What Makes It Internal
Wudang Taichi belongs to the internal martial arts—not because it's mystical, but because it develops power from the inside out rather than outside in. External martial arts build strength through repetition and conditioning. You punch hard, you kick fast, you condition your body like armor. This works, especially when you're young and your body can take the punishment. Internal arts take a different approach. Instead of adding strength, you remove interference. Instead of forcing power, you allow it to flow through structure. The principle is simple: the body already knows how to move efficiently. Your job is to stop blocking it. This isn't philosophy—it's biomechanics. Tension restricts movement. Collapsed posture prevents power transfer. Fighting your own structure creates weakness. Taichi training identifies these problems and systematically removes them.
The Core Principles
- Everything moves together. When your hand moves, your entire body participates. This isn't poetic—it's how force actually transfers through connected structure. Isolated arm movements have isolated arm power. Whole-body movements have whole-body power.

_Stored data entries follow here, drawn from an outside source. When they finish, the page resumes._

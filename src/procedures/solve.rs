//! Determines the satisfiability of the formula in a context.
//!
//! # Overview
//!
//! Each iteration of a solve begins with [propagation](crate::procedures::propagation):
//!
//! - If propagation finds a violated clause, the clause is [analysed](crate::procedures::analysis).
//!   + If analysis derives the empty clause, the formula is unsatisfiable.
//!   + Otherwise, the derived clause is stored and used to [backtrack](crate::procedures::backtrack).
//!     If learning is enabled, the clause is also watched, so it takes part in further propagation.
//! - Otherwise, a [decision](crate::procedures::decision) is made.
//!   If every variable has a value, no decision can be made and the formula is satisfiable.
//!   Unless some theory atom has a value which disagrees with its evaluation, in which case the report is unknown.
//!
//! Roughly, the loop is as diagrammed:
//!
//! ```none
//!           +---------------+
//!   +-------| make_decision |-----> satisfiable, if every variable has a value
//!   |       +---------------+
//!   |               ⌃
//!   |               | if no clause is violated
//!   ⌄   +-----------+
//! --+-->| propagate |
//!   ⌃   +-----------+
//!   |               | if some clause is violated
//!   |               ⌄
//!   |       +------------------+
//!   |       | analyse_conflict |-----> unsatisfiable, if the empty clause is derived
//!   |       +------------------+
//!   |               |
//!   |               ⌄
//!   |       +----------------+
//!   +-------| backtrack_with |
//!           +----------------+
//! ```
//!
//! A time limit may be given in the [configuration](crate::config::Config), and is checked once each iteration.
//!
//! # Example
//!
//! ```rust
//! # use otter_mcsat::config::Config;
//! # use otter_mcsat::context::Context;
//! # use otter_mcsat::dispatch::library::report::Report;
//! let mut the_context = Context::from_config(Config::default(), None);
//!
//! let p = the_context.bool_variable("p").unwrap();
//! let q = the_context.bool_variable("q").unwrap();
//! let r = the_context.bool_variable("r").unwrap();
//!
//! assert!(the_context.add_clause(vec![-p, q]).is_ok());
//! assert!(the_context.add_clause(vec![-p, -q]).is_ok());
//! assert!(the_context.add_clause(vec![p, r]).is_ok());
//! assert!(the_context.add_clause(vec![p, -r]).is_ok());
//!
//! assert_eq!(the_context.solve(), Ok(Report::Unsatisfiable));
//! assert!(the_context.counters.conflicts > 0);
//! ```

use crate::{
    context::{Context, ContextState},
    db::clause::ClauseSource,
    dispatch::{
        library::{
            delta::{self, Delta},
            report::Report,
        },
        macros::{dispatch_delta, dispatch_stats},
        Dispatch,
    },
    misc::log::targets,
    procedures::decision::DecisionOk,
    types::err::{self, Conflict},
};

impl Context {
    /// Determines the satisfiability of the formula of the context.
    ///
    /// For details, see [procedures::solve](crate::procedures::solve).
    ///
    /// Once satisfiability has been determined, further calls return the same report.
    /// After a [TimeUp](Report::TimeUp) a further call continues the solve.
    pub fn solve(&mut self) -> Result<Report, err::ErrorKind> {
        match self.state {
            ContextState::Satisfiable | ContextState::Unsatisfiable => return Ok(self.report()),
            ContextState::Input | ContextState::Solving => {}
        }
        self.state = ContextState::Solving;

        let total_time = std::time::Instant::now();
        let previous_time = self.counters.time;

        let report = 'solve_loop: loop {
            self.counters.iterations += 1;
            log::trace!(target: targets::PROPAGATION, "Iteration {}", self.counters.iterations);

            self.counters.time = previous_time + total_time.elapsed();
            let time_limit = self.config.time_limit;
            if time_limit.is_some_and(|limit| self.counters.time >= limit) {
                break 'solve_loop Report::TimeUp;
            }

            match self.propagate() {
                Err(Conflict(key)) => {
                    self.counters.conflicts += 1;

                    let analysed = self.analyse_conflict(key)?;
                    if analysed.is_empty() {
                        self.state = ContextState::Unsatisfiable;
                        break 'solve_loop Report::Unsatisfiable;
                    }

                    let unchanged = self.clause_db.get(key)? == &analysed;
                    let key = match unchanged {
                        true => key,
                        false => {
                            let derived = self.clause_db.store(analysed, ClauseSource::Resolution);
                            dispatch_delta!(self, Delta::ClauseDB(delta::ClauseDB::Derived(derived)));
                            derived
                        }
                    };

                    self.backtrack_with(key)?;

                    if self.config.learning && !self.clause_db.get_stored(key)?.is_watched() {
                        self.clause_db.watch(key)?;
                        self.counters.learned_clauses += 1;
                        dispatch_delta!(self, Delta::ClauseDB(delta::ClauseDB::Learned(key)));
                    }
                }

                Ok(()) => match self.make_decision()? {
                    DecisionOk::Decision(_, _) => continue 'solve_loop,
                    DecisionOk::Exhausted => {
                        if let Some(key) = self.inconsistent_theory_atom() {
                            log::warn!(target: targets::SEMANTIC, "Theory atom {key} disagrees with its evaluation");
                            break 'solve_loop Report::Unknown;
                        }
                        self.state = ContextState::Satisfiable;
                        break 'solve_loop Report::Satisfiable;
                    }
                },
            }
        };

        self.counters.time = previous_time + total_time.elapsed();
        log::info!(target: targets::PROPAGATION, "Solve: {report} after {} conflicts", self.counters.conflicts);

        dispatch_stats!(self);
        if let Some(dispatcher) = &self.dispatcher {
            dispatcher(Dispatch::Report(report));
            dispatcher(Dispatch::Finish);
        }

        Ok(report)
    }
}

#[cfg(test)]
mod tests {
    use crate::{config::Config, context::Context, dispatch::library::report::Report};
    use std::time::Duration;

    #[test]
    fn time_up() {
        let config = Config {
            time_limit: Some(Duration::from_secs(0)),
            ..Config::default()
        };
        let mut the_context = Context::from_config(config, None);
        let p = the_context.bool_variable("p").unwrap();
        assert!(the_context.add_clause(p).is_ok());

        assert_eq!(the_context.solve(), Ok(Report::TimeUp));
        assert_eq!(the_context.report(), Report::Unknown);
    }

    #[test]
    fn repeat_solve() {
        let mut the_context = Context::from_config(Config::default(), None);
        let p = the_context.bool_variable("p").unwrap();
        assert!(the_context.add_clause(p).is_ok());

        assert_eq!(the_context.solve(), Ok(Report::Satisfiable));
        let iterations = the_context.counters.iterations;
        assert_eq!(the_context.solve(), Ok(Report::Satisfiable));
        assert_eq!(the_context.counters.iterations, iterations);
    }
}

- Continuous motion without breaks. Energy flows like water, not like start-stop traffic. Even when appearing still, the internal movement never stops. This maintains readiness and prevents your opponent from finding a moment of dead structure.
- Relaxation doesn't mean soft. This confuses people constantly. Relaxation in taichi means absence of unnecessary tension, not absence of structure. A steel cable is "relaxed" until you pull it—then it transmits force perfectly. That's the quality we develop.
- The waist is the commander. Power comes from center rotation, not from limbs. Your arms are just extensions that deliver what the waist generates. Most beginners try to move their hands. Intermediate students discover their hands move because their waist turns.
- Yielding isn't passive. When force comes toward you, you don't resist it or collapse under it. You redirect it, absorb it, or reflect it back. This requires more skill than blocking or overpowering, which is why it takes longer to develop.
My Taiji Philosophy
I think who teaches Taiji and how they teach it really matters. There are so many different interpretations and approaches out there. The best thing you can do is find a teacher you actually click with—someone whose philosophy and methods resonate with you.
My Core Principles in Taiji Practice
Every Taiji movement follows a specific sequence, and you need to understand this order. First comes the path—where you're moving and how you're getting there. Then comes the rotation or spiral dynamic—the turning and twisting that gives the movement its power and connection. And finally, there's the intention behind it all.
The Eyes as the Gate of Intention
In Traditional Chinese Medicine, there's a principle that really matters for Taiji: your eyes are the gate for your intention.
Understanding Through Nature
These are my values in Taiji. They're not easy to reach, but they're also not hard once you've grasped the natural way things work.